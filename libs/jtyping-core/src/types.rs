//! Core types for the kanji and vocabulary quiz.
//!
//! Field names follow the kanjidic2 / JMdict "simplified JSON" datasets so
//! entries can be deserialized straight from them and stored back unchanged.

use serde::{Deserialize, Serialize};

/// Marker used by the datasets for "applies to every spelling".
pub const WILDCARD: &str = "*";

/// Which pool a quiz subject is drawn from.
#[derive(Debug, Clone, Copy, PartialEq, Eq, Hash, Serialize, Deserialize)]
pub enum SubjectKind {
    Kanji,
    Vocabulary,
}

impl Default for SubjectKind {
    fn default() -> Self {
        Self::Kanji
    }
}

impl SubjectKind {
    pub fn as_str(&self) -> &'static str {
        match self {
            Self::Kanji => "Kanji",
            Self::Vocabulary => "Vocabulary",
        }
    }

    /// Parse from string.
    pub fn from_str(s: &str) -> Option<Self> {
        match s {
            "Kanji" | "kanji" => Some(Self::Kanji),
            "Vocabulary" | "vocabulary" | "vocab" => Some(Self::Vocabulary),
            _ => None,
        }
    }
}

/// What the user is asked for.
#[derive(Debug, Clone, Copy, PartialEq, Eq, Hash, Serialize, Deserialize)]
pub enum QuizType {
    Reading,
    Meaning,
}

impl Default for QuizType {
    fn default() -> Self {
        Self::Reading
    }
}

impl QuizType {
    /// Separator used when re-displaying canonical answers.
    pub fn answer_separator(self) -> &'static str {
        match self {
            Self::Reading => "・",
            Self::Meaning => " / ",
        }
    }

    /// Verdict a submission keeps when nothing matched: a missed reading is
    /// incorrect, a missed meaning is left to the user's judgment.
    pub fn default_verdict(self) -> Verdict {
        match self {
            Self::Reading => Verdict::Incorrect,
            Self::Meaning => Verdict::NeedsManualReview,
        }
    }
}

/// Outcome of a quiz round.
#[derive(Debug, Clone, Copy, PartialEq, Eq, Serialize, Deserialize)]
#[serde(rename_all = "snake_case")]
pub enum Verdict {
    Unset,
    Correct,
    Incorrect,
    NeedsManualReview,
    RetryRequested,
}

impl Default for Verdict {
    fn default() -> Self {
        Self::Unset
    }
}

impl Verdict {
    pub fn is_set(self) -> bool {
        !matches!(self, Self::Unset | Self::RetryRequested)
    }
}

/// Restriction of a reading or sense to particular kanji spellings.
#[derive(Debug, Clone, PartialEq, Eq, Serialize, Deserialize)]
#[serde(from = "Vec<String>", into = "Vec<String>")]
pub enum AppliesTo {
    All,
    Only(Vec<String>),
}

impl Default for AppliesTo {
    fn default() -> Self {
        Self::All
    }
}

impl AppliesTo {
    /// Whether the restriction admits the displayed surface form.
    pub fn admits(&self, surface: &str) -> bool {
        match self {
            Self::All => true,
            Self::Only(spellings) => spellings.iter().any(|s| s == surface),
        }
    }
}

impl From<Vec<String>> for AppliesTo {
    fn from(values: Vec<String>) -> Self {
        if values.first().map(String::as_str) == Some(WILDCARD) {
            Self::All
        } else {
            Self::Only(values)
        }
    }
}

impl From<AppliesTo> for Vec<String> {
    fn from(applies: AppliesTo) -> Self {
        match applies {
            AppliesTo::All => vec![WILDCARD.to_string()],
            AppliesTo::Only(values) => values,
        }
    }
}

/// Reading type of a kanji reading.
#[derive(Debug, Clone, PartialEq, Eq, Hash, PartialOrd, Ord, Serialize, Deserialize)]
#[serde(from = "String", into = "String")]
pub enum ReadingType {
    On,
    Kun,
    Other(String),
}

impl ReadingType {
    pub fn as_str(&self) -> &str {
        match self {
            Self::On => "ja_on",
            Self::Kun => "ja_kun",
            Self::Other(name) => name,
        }
    }

    /// Heading shown above readings of this type.
    pub fn label(&self) -> String {
        match self {
            Self::On => "Onyomi".to_string(),
            Self::Kun => "Kunyomi".to_string(),
            Self::Other(name) => {
                let mut chars = name.chars();
                match chars.next() {
                    Some(first) => first.to_uppercase().chain(chars).collect(),
                    None => String::new(),
                }
            }
        }
    }
}

impl From<String> for ReadingType {
    fn from(value: String) -> Self {
        match value.as_str() {
            "ja_on" => Self::On,
            "ja_kun" => Self::Kun,
            _ => Self::Other(value),
        }
    }
}

impl From<ReadingType> for String {
    fn from(kind: ReadingType) -> Self {
        kind.as_str().to_string()
    }
}

/// A single (type, value) reading of a kanji.
#[derive(Debug, Clone, PartialEq, Eq, Serialize, Deserialize)]
pub struct Reading {
    #[serde(rename = "type")]
    pub kind: ReadingType,
    pub value: String,
}

impl Reading {
    pub fn new(kind: ReadingType, value: impl Into<String>) -> Self {
        Self {
            kind,
            value: value.into(),
        }
    }

    /// Split a kun-reading on its okurigana marker: `"みず.から"` gives
    /// `("みず", Some("から"))`.
    pub fn okurigana_split(&self) -> (&str, Option<&str>) {
        match self.value.split_once('.') {
            Some((stem, suffix)) => (stem, Some(suffix)),
            None => (&self.value, None),
        }
    }
}

#[derive(Debug, Clone, PartialEq, Eq, Serialize, Deserialize)]
pub struct Meaning {
    #[serde(default = "default_meaning_lang")]
    pub lang: String,
    pub value: String,
}

fn default_meaning_lang() -> String {
    "en".to_string()
}

impl Meaning {
    pub fn new(value: impl Into<String>) -> Self {
        Self {
            lang: default_meaning_lang(),
            value: value.into(),
        }
    }
}

/// One reading/meaning group of a kanji.
#[derive(Debug, Clone, Default, PartialEq, Eq, Serialize, Deserialize)]
pub struct ReadingMeaningGroup {
    #[serde(default)]
    pub readings: Vec<Reading>,
    #[serde(default)]
    pub meanings: Vec<Meaning>,
}

#[derive(Debug, Clone, Default, PartialEq, Eq, Serialize, Deserialize)]
pub struct ReadingMeaning {
    #[serde(default)]
    pub groups: Vec<ReadingMeaningGroup>,
    /// Readings used only in personal names.
    #[serde(default)]
    pub nanori: Vec<String>,
}

/// A kanji dictionary entry.
#[derive(Debug, Clone, PartialEq, Serialize, Deserialize)]
#[serde(rename_all = "camelCase")]
pub struct KanjiEntry {
    pub literal: String,
    #[serde(default, skip_serializing_if = "Option::is_none")]
    pub grade: Option<u8>,
    /// Frequency rank among newspaper kanji (1 is most frequent).
    #[serde(default, skip_serializing_if = "Option::is_none")]
    pub frequency: Option<u32>,
    #[serde(default, skip_serializing_if = "Option::is_none")]
    pub reading_meaning: Option<ReadingMeaning>,
}

/// A kanji spelling of a vocabulary entry.
#[derive(Debug, Clone, PartialEq, Eq, Serialize, Deserialize)]
pub struct KanjiSpelling {
    pub common: bool,
    pub text: String,
    #[serde(default)]
    pub tags: Vec<String>,
}

/// A kana reading of a vocabulary entry.
#[derive(Debug, Clone, PartialEq, Eq, Serialize, Deserialize)]
#[serde(rename_all = "camelCase")]
pub struct KanaReading {
    pub common: bool,
    pub text: String,
    #[serde(default)]
    pub tags: Vec<String>,
    #[serde(default)]
    pub applies_to_kanji: AppliesTo,
}

#[derive(Debug, Clone, PartialEq, Eq, Serialize, Deserialize)]
pub struct Gloss {
    #[serde(default = "default_gloss_lang")]
    pub lang: String,
    pub text: String,
}

fn default_gloss_lang() -> String {
    "eng".to_string()
}

impl Gloss {
    pub fn new(text: impl Into<String>) -> Self {
        Self {
            lang: default_gloss_lang(),
            text: text.into(),
        }
    }
}

#[derive(Debug, Clone, PartialEq, Eq, Serialize, Deserialize)]
#[serde(rename_all = "camelCase")]
pub struct Sense {
    #[serde(default)]
    pub part_of_speech: Vec<String>,
    #[serde(default)]
    pub applies_to_kanji: AppliesTo,
    #[serde(default)]
    pub gloss: Vec<Gloss>,
}

/// A general-vocabulary dictionary entry.
#[derive(Debug, Clone, PartialEq, Eq, Serialize, Deserialize)]
pub struct VocabularyEntry {
    pub id: String,
    #[serde(default)]
    pub kanji: Vec<KanjiSpelling>,
    #[serde(default)]
    pub kana: Vec<KanaReading>,
    #[serde(default, rename = "sense")]
    pub senses: Vec<Sense>,
}

impl VocabularyEntry {
    /// Kanji spellings flagged common; the derived membership index.
    pub fn common_spellings(&self) -> Vec<String> {
        self.kanji
            .iter()
            .filter(|k| k.common)
            .map(|k| k.text.clone())
            .collect()
    }
}

/// Word frequency on the Zipf scale (log10 of occurrences per billion words).
#[derive(Debug, Clone, PartialEq, Serialize, Deserialize)]
pub struct FrequencyEntry {
    pub id: String,
    pub zipf: f64,
}

/// The item being quizzed in the current round.
#[derive(Debug, Clone, PartialEq, Serialize, Deserialize)]
#[serde(tag = "kind", rename_all = "snake_case")]
pub enum QuizSubject {
    Kanji {
        entry: KanjiEntry,
    },
    Vocabulary {
        entries: Vec<VocabularyEntry>,
        #[serde(default, skip_serializing_if = "Option::is_none")]
        frequency_hint: Option<FrequencyEntry>,
    },
}

impl QuizSubject {
    pub fn kanji(entry: KanjiEntry) -> Self {
        Self::Kanji { entry }
    }

    /// Group vocabulary entries into one subject. An empty grouping has
    /// nothing to quiz.
    pub fn vocabulary(
        entries: Vec<VocabularyEntry>,
        frequency_hint: Option<FrequencyEntry>,
    ) -> crate::Result<Self> {
        if entries.is_empty() {
            return Err(crate::QuizError::NoCandidates);
        }
        Ok(Self::Vocabulary {
            entries,
            frequency_hint,
        })
    }

    pub fn kind(&self) -> SubjectKind {
        match self {
            Self::Kanji { .. } => SubjectKind::Kanji,
            Self::Vocabulary { .. } => SubjectKind::Vocabulary,
        }
    }
}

§

> [Required work]:
In the records, find every line that has the string "KanaReading" and copy it.

> [Task answer]:
pub struct KanaReading {
    pub kana: Vec<KanaReading>,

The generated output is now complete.